UnknownFifth, try to outline the book on your own. Who cares if it isn’t perfect, build on it each year. Write down key themes and observations. We’re trying to know Him better. Each book has a purpose to a specific people. I want to know each book’s purpose, argument, how it flows, and context. This helps every paragraph make more sense. Do not get so bogged down in a lineage and lose sight of how the lineage fits into the larger story. Expositional preaching is slow, methodical, and can lead us to think every word needs to be mined in depth for hours on end. This is not true. Context governs meaning. Know the context of a book, each paragraph, and each sentence. Outlining the book helps us think of both macro and micro structures in the book and interpret verses rightfully.
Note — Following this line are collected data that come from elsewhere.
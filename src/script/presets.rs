use crate::animator::options::AnimationOptions;
use crate::animator::stage::Stage;
use crate::foundation::core::Secs;

/// Fade nodes in one after another, then draw the arrows between them the same way.
///
/// Nodes fade over 0.5s staggered by 0.2s; arrows draw over 1s staggered by 0.3s.
pub fn sequential_reveal<'s, S: Stage>(
    stage: &'s mut S,
    nodes: &str,
    arrows: &str,
    node_delay: Secs,
    arrow_delay: Secs,
) -> &'s mut S {
    stage
        .fade_in(
            nodes,
            AnimationOptions::new()
                .duration(0.5)
                .stagger(0.2)
                .delay(node_delay),
        )
        .draw_path(
            arrows,
            AnimationOptions::new()
                .duration(1.0)
                .stagger(0.3)
                .delay(arrow_delay),
        )
}

/// Pulse the elements along a flow, 0.8s unless `opts` says otherwise.
pub fn highlight_flow<'s, S: Stage>(
    stage: &'s mut S,
    flow: &str,
    opts: AnimationOptions,
) -> &'s mut S {
    let opts = AnimationOptions {
        duration: opts.duration.or(Some(0.8)),
        ..opts
    };
    stage.pulse(flow, opts)
}

#[cfg(test)]
#[path = "../../tests/unit/script/presets.rs"]
mod tests;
Sixth, be flexible and be willing to adjust your plan. Get derailed? Don’t worry, pick Bible back up and begin to read. The great news is this: It was your Bible reading plan. You do not have to follow mine, Challies, or anyone else. Do what works best for you. If something happens, keep going. Remember, the point isn’t I finished the entire Word in 365 days, but I learned and grew in my knowledge of Christ.

Seventh (the bonus level), you don’t have to spend as much time in every book or section of a book as you did in another. I read through the Exodus temple chapters in about 5 minutes. I skim it fast. I also read through Leviticus in one sitting. It’s not that these are less important, its more that I can get the gist of what is going on, relate it to the big picture, and come back and study the details later. Remember, the point is to learn and keep moving.

Finally, check out these resources: The Bible Project composed (and still working) on a series of videos explaining each book. Watch those videos. Their work on Hebrews is AWESOME! Also check out my friend Nate Pickowicz’s work on each book of the Bible in these short blogs. Both are works in progress, but you’ll be blessed by them.